I have dated losers of all stripes. Degenerate gamblers, pathological liars, cheaters, guys who can’t get it up, nymphomaniacs, older guys, younger guys, short guys, out of shape guys, steroid-pumping in-shape guys, musicians, baby daddies and waiters. I even had a brief affair with a Voice Over Artist. Yes, in a world where you can’t find a boyfriend, you have sex with a man who reads out loud – for a living.
Totally shockingly, in this vast, impressive portfolio of Y chromosome mediocrity, I have always ended up with the #### end of the stick. The common thread that weaves all these winners together (deep-seeded dysfunction aside) is the complete ambiguity that defined my relationship with each of them. We dated, often for months on end, but was he my boyfriend? I would be plagued with the flogging inner monologue of a quiz show – question after question after question. What was he doing when he wasn’t with me? How come he drinks so much? Why does he smell like Chanel No. 5 when I wear Stella McCartney?

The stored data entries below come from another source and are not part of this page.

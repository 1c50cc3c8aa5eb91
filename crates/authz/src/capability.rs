//! Delegated-capability authorization.
//!
//! Proof and delegation-chain cryptography live behind the
//! [`CapabilityVerifier`] seam; this module implements the policy around it:
//! expected-value checks, root controller resolution, and revocation
//! inspection over the verified chain. Every failure is normalized to the
//! public [`AuthzError::NotAllowed`] with the specific cause retained as its
//! source.

use std::sync::Arc;

use async_trait::async_trait;
use servicekit_registry::{ChainPair, RevocationStore};

use crate::{
    error::{AuthzError, AuthzResult, BoxError, Denial, DenialCode},
    request::{Action, ExpectedValues, target_under_root},
};

/// Maximum number of links accepted in a delegation chain.
pub const MAX_CHAIN_LENGTH: usize = 10;

/// A capability invocation as presented on a request.
#[derive(Debug, Clone, PartialEq, Eq)]
pub struct CapabilityInvocation {
    /// Host the invocation is bound to.
    pub host: String,

    /// URL the capability is invoked against.
    pub invocation_target: String,

    /// Action the invocation claims.
    pub action: Action,

    /// Serialized proof material, passed through to the verifier opaquely.
    pub proof: String,
}

/// One link of a verified delegation chain, root first.
#[derive(Debug, Clone, PartialEq, Eq)]
pub struct ChainLink {
    /// The capability's id.
    pub capability_id: String,

    /// The entity that delegated this capability; `None` on the root.
    pub delegator: Option<String>,
}

/// The outcome of successful proof verification.
#[derive(Debug, Clone, PartialEq, Eq)]
pub struct VerifiedCapability {
    /// The entity that invoked the capability.
    pub invoker: String,

    /// The chain's root invocation target.
    pub root_invocation_target: String,

    /// The delegation chain, root first.
    pub chain: Vec<ChainLink>,
}

/// Proof and delegation-chain verification seam.
///
/// Implemented over an external capability/signature library; this crate only
/// consumes the verified chain.
#[async_trait]
pub trait CapabilityVerifier: Send + Sync {
    /// Verifies the invocation's proof and delegation chain against the
    /// expected values and the resolved root controller.
    async fn verify(
        &self,
        invocation: &CapabilityInvocation,
        expected: &ExpectedValues,
        root_controller: &str,
    ) -> Result<VerifiedCapability, BoxError>;
}

/// Resolves the controller that roots a delegation chain for a target.
///
/// Typically the config's `controller`; object-creation endpoints resolve the
/// meter's controller instead.
#[async_trait]
pub trait RootControllerResolver: Send + Sync {
    /// Resolves the root controller for `root_invocation_target`.
    async fn resolve(&self, root_invocation_target: &str) -> Result<String, BoxError>;
}

/// Authorizes capability invocations.
pub struct CapabilityAuthorizer {
    verifier: Arc<dyn CapabilityVerifier>,
    resolver: Arc<dyn RootControllerResolver>,
    revocations: Arc<dyn RevocationStore>,
}

impl CapabilityAuthorizer {
    /// Creates an authorizer over the given verifier, resolver, and
    /// revocation store.
    #[must_use]
    pub fn new(
        verifier: Arc<dyn CapabilityVerifier>,
        resolver: Arc<dyn RootControllerResolver>,
        revocations: Arc<dyn RevocationStore>,
    ) -> Self {
        Self { verifier, resolver, revocations }
    }

    /// Authorizes one invocation against the expected values.
    ///
    /// Checks run in order: host, target-under-root, action, root controller
    /// resolution, proof verification, chain length, revocation inspection.
    ///
    /// # Errors
    ///
    /// Returns [`AuthzError::NotAllowed`] for every policy failure, including
    /// a missing invocation, and [`AuthzError::Operation`] when the
    /// revocation store itself fails.
    #[tracing::instrument(skip_all, fields(target = %expected.root_invocation_target))]
    pub async fn authorize(
        &self,
        invocation: Option<&CapabilityInvocation>,
        expected: &ExpectedValues,
    ) -> AuthzResult<VerifiedCapability> {
        let Some(invocation) = invocation else {
            return Err(AuthzError::not_allowed(Denial::new(
                DenialCode::MissingCredential,
                "no capability invocation was presented",
            )));
        };

        if invocation.host != expected.host {
            return Err(mismatch(format!(
                "invocation host {:?} does not match expected host {:?}",
                invocation.host, expected.host
            )));
        }
        if !target_under_root(&invocation.invocation_target, &expected.root_invocation_target) {
            return Err(mismatch(format!(
                "invocation target {:?} is not under root target {:?}",
                invocation.invocation_target, expected.root_invocation_target
            )));
        }
        if invocation.action != expected.action {
            return Err(mismatch(format!(
                "invocation action {} does not match expected action {}",
                invocation.action, expected.action
            )));
        }

        let root_controller = self
            .resolver
            .resolve(&expected.root_invocation_target)
            .await
            .map_err(|err| AuthzError::NotAllowed {
                denial: Denial::new(
                    DenialCode::VerificationFailed,
                    "root controller could not be resolved",
                ),
                source: Some(err),
            })?;

        let verified = self
            .verifier
            .verify(invocation, expected, &root_controller)
            .await
            .map_err(|err| AuthzError::NotAllowed {
                denial: Denial::new(DenialCode::VerificationFailed, "proof verification failed"),
                source: Some(err),
            })?;

        if verified.chain.len() > MAX_CHAIN_LENGTH {
            return Err(AuthzError::not_allowed(Denial::new(
                DenialCode::ChainTooLong,
                format!("delegation chain has {} links", verified.chain.len()),
            )));
        }

        // Every delegated link is a revocation-lookup key; the root is not
        // revocable.
        let pairs: Vec<ChainPair> = verified
            .chain
            .iter()
            .filter_map(|link| {
                link.delegator.as_ref().map(|delegator| ChainPair {
                    capability_id: link.capability_id.clone(),
                    delegator: delegator.clone(),
                })
            })
            .collect();

        if !pairs.is_empty()
            && self
                .revocations
                .is_revoked(&pairs)
                .await
                .map_err(|err| AuthzError::operation_with("revocation lookup failed", err))?
        {
            tracing::debug!(invoker = %verified.invoker, "revoked capability in chain");
            return Err(AuthzError::not_allowed(Denial::new(
                DenialCode::RevokedCapability,
                "One or more capabilities in the chain have been revoked.",
            )));
        }

        Ok(verified)
    }
}

impl std::fmt::Debug for CapabilityAuthorizer {
    fn fmt(&self, f: &mut std::fmt::Formatter<'_>) -> std::fmt::Result {
        f.debug_struct("CapabilityAuthorizer").finish_non_exhaustive()
    }
}

fn mismatch(detail: String) -> AuthzError {
    AuthzError::not_allowed(Denial::new(DenialCode::ExpectedValueMismatch, detail))
}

And where did all those track marks on his arms come from?
You know, typical pseudo-girlfriend type worries.
I felt like an American tourist in the far reaches of the world that had chugged the drinking water and ate all the locally grown delicacies and now was paying the price in a hotel bathroom.

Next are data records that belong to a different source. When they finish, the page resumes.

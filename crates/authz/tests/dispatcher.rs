//! Integration tests for credential dispatch: exactly-one-credential
//! enforcement, routing, and the capability default.

#![allow(clippy::unwrap_used, clippy::expect_used, clippy::panic)]

use std::sync::Arc;

use async_trait::async_trait;
use servicekit_authz::{
    Action, Authorization, AuthorizationDispatcher, AuthzError, BoxError, CapabilityAuthorizer,
    CapabilityInvocation, CapabilityVerifier, ChainLink, DiscoveryConfig, ExpectedValues,
    IssuerDiscoveryCache, RequestContext, RootControllerResolver, TokenAuthorizer,
    TokenVerifierConfig, VerifiedCapability, assert_denied,
    testutil::{StaticMetadataFetcher, TestIssuer},
};
use servicekit_registry::{
    AuthorizationOptions, MemoryRevocationStore, OAuth2Options, RevocationStore, ServiceConfig,
};

const CONFIG_ID: &str = "https://registry.example.com/objects/z1";

struct AcceptingVerifier;

#[async_trait]
impl CapabilityVerifier for AcceptingVerifier {
    async fn verify(
        &self,
        _invocation: &CapabilityInvocation,
        expected: &ExpectedValues,
        root_controller: &str,
    ) -> Result<VerifiedCapability, BoxError> {
        Ok(VerifiedCapability {
            invoker: root_controller.to_owned(),
            root_invocation_target: expected.root_invocation_target.clone(),
            chain: vec![ChainLink {
                capability_id: format!("urn:root:{}", expected.root_invocation_target),
                delegator: None,
            }],
        })
    }
}

struct ConfigControllerResolver;

#[async_trait]
impl RootControllerResolver for ConfigControllerResolver {
    async fn resolve(&self, _root_invocation_target: &str) -> Result<String, BoxError> {
        Ok("did:example:alice".into())
    }
}

fn dispatcher(issuer: &TestIssuer) -> AuthorizationDispatcher {
    let capability = Arc::new(CapabilityAuthorizer::new(
        Arc::new(AcceptingVerifier),
        Arc::new(ConfigControllerResolver),
        Arc::new(MemoryRevocationStore::new()) as Arc<dyn RevocationStore>,
    ));
    let fetcher = Arc::new(StaticMetadataFetcher::for_issuer(issuer));
    let token = Arc::new(TokenAuthorizer::new(
        Arc::new(IssuerDiscoveryCache::new(fetcher, DiscoveryConfig::default())),
        TokenVerifierConfig::default(),
    ));
    AuthorizationDispatcher::new(capability, token)
}

fn oauth_config(issuer: &TestIssuer) -> ServiceConfig {
    ServiceConfig::builder()
        .id(CONFIG_ID)
        .controller("did:example:alice")
        .sequence(0)
        .meter_id("https://meters.example.com/m1")
        .authorization(AuthorizationOptions {
            oauth2: Some(OAuth2Options { issuer_config_url: issuer.config_url.clone() }),
        })
        .build()
}

fn request(invocation: Option<CapabilityInvocation>, bearer: Option<String>) -> RequestContext {
    RequestContext {
        method: "GET".into(),
        url: CONFIG_ID.parse().unwrap(),
        host: "registry.example.com".into(),
        capability_invocation: invocation,
        bearer_token: bearer,
    }
}

fn invocation() -> CapabilityInvocation {
    CapabilityInvocation {
        host: "registry.example.com".into(),
        invocation_target: CONFIG_ID.into(),
        action: Action::Read,
        proof: "proof-bytes".into(),
    }
}

fn expected() -> ExpectedValues {
    ExpectedValues {
        host: "registry.example.com".into(),
        root_invocation_target: CONFIG_ID.into(),
        action: Action::Read,
    }
}

#[tokio::test]
async fn both_credential_types_are_rejected() {
    let issuer = TestIssuer::new();
    let config = oauth_config(&issuer);
    let request = request(Some(invocation()), Some(issuer.access_token(CONFIG_ID, "read:/")));

    let result = dispatcher(&issuer).authorize(&request, &config, &expected()).await;
    assert_denied!(result, MultipleCredentials);
}

#[tokio::test]
async fn bearer_token_routes_to_the_token_authorizer() {
    let issuer = TestIssuer::new();
    let config = oauth_config(&issuer);
    let request = request(None, Some(issuer.access_token(CONFIG_ID, "read:/")));

    let outcome = dispatcher(&issuer).authorize(&request, &config, &expected()).await.unwrap();
    match outcome {
        Authorization::Token(verified) => assert_eq!(verified.issuer, "https://as.example.com"),
        other => panic!("expected a token authorization, got: {other:?}"),
    }
}

#[tokio::test]
async fn bearer_token_without_oauth2_settings_is_not_supported() {
    let issuer = TestIssuer::new();
    let mut config = oauth_config(&issuer);
    config.authorization = None;
    let request = request(None, Some(issuer.access_token(CONFIG_ID, "read:/")));

    let result = dispatcher(&issuer).authorize(&request, &config, &expected()).await;
    match result {
        Err(AuthzError::NotSupported { method }) => assert_eq!(method, "oauth2"),
        other => panic!("expected NotSupported, got: {other:?}"),
    }
}

#[tokio::test]
async fn capability_invocation_routes_to_the_capability_authorizer() {
    let issuer = TestIssuer::new();
    let config = oauth_config(&issuer);
    let request = request(Some(invocation()), None);

    let outcome = dispatcher(&issuer).authorize(&request, &config, &expected()).await.unwrap();
    match outcome {
        Authorization::Capability(verified) => {
            assert_eq!(verified.invoker, "did:example:alice");
        }
        other => panic!("expected a capability authorization, got: {other:?}"),
    }
}

#[tokio::test]
async fn no_credentials_defaults_to_capability_and_is_denied() {
    let issuer = TestIssuer::new();
    let config = oauth_config(&issuer);
    let request = request(None, None);

    let result = dispatcher(&issuer).authorize(&request, &config, &expected()).await;
    assert_denied!(result, MissingCredential);
}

All the ambivalence and ambiguity, all the years of emotional posturing have left me with a brand of emoting one could only labeled as “arms length.” Keep your friends close, your enemies closer and never let your man-friend within an a hundred foot radius of your heart.
Thus, when I recently met The Good Guy, you can only imagine what a shock it was to my system. I felt like an American tourist in the far reaches of the world that had chugged the drinking water and ate all the locally grown delicacies and now was paying the price in a hotel bathroom. My system was effed. And it didn’t know what to do with itself.
First, he did things like woo me. And compliment me. And call when he was supposed to. And open car doors. And let me order first – off of menus that didn’t have numbers to indicated the kind of meal you wanted. What the f**k? I was used to having a four with a Diet Coke and curly fries. Hold the mayo.
Immediately I was put on Relationship Code Orange. Something had to be up. I just couldn’t figure out what it was. Maybe he had two families.
Now mind you I spent a large chunk of my twenties with a man-boy who frequently told me that he admired my independence. At first, I was struck by his confidence – a man who doesn’t mind that I can hold my own! I am woman hear me roar, and ####.
It turns out that he liked my independence because while I was able to navigate a party full of people on my very own, he was able to put himself into a tequila-induced coma while simultaneously hitting on all of my friends.
So when The Good Guy told me the same thing, my guard went up.
But the first time attended a party The Good Guy let the social butterfly in me, flutter on, but stuck by my side, participated in MY conversations added clever asides and placed a reassuring hand on my lower back.
I did what any girl would do – (or just I would do) – and freaked the f**k out.
I called my mother.
“I don’t know what to do with him,” I confided in her, “it’s like having another purse. I have to know where it is and what it’s doing and I can’t lose it. Ever.”
She replied that that’s what having a boyfriend is supposed to be like.
“It is?”
She then told me in her infinite wisdom and Israeli accent that if I kept up this attitude I better get used to the idea of “ending up alone.” Which, when she says it sounds like “hell-one.” How appropriate.
I brushed my mother off as clueless and ill-advised in the ways of modern dating and continued my emotionally stunted behavior that had worked so well in ghosts of pseudo-boyfriends past.
A couple months into our relationship, The Good Guy and I were hanging out with a group of his friends when one of them made the ungodly error of referring to me as The Good Guy’s girlfriend.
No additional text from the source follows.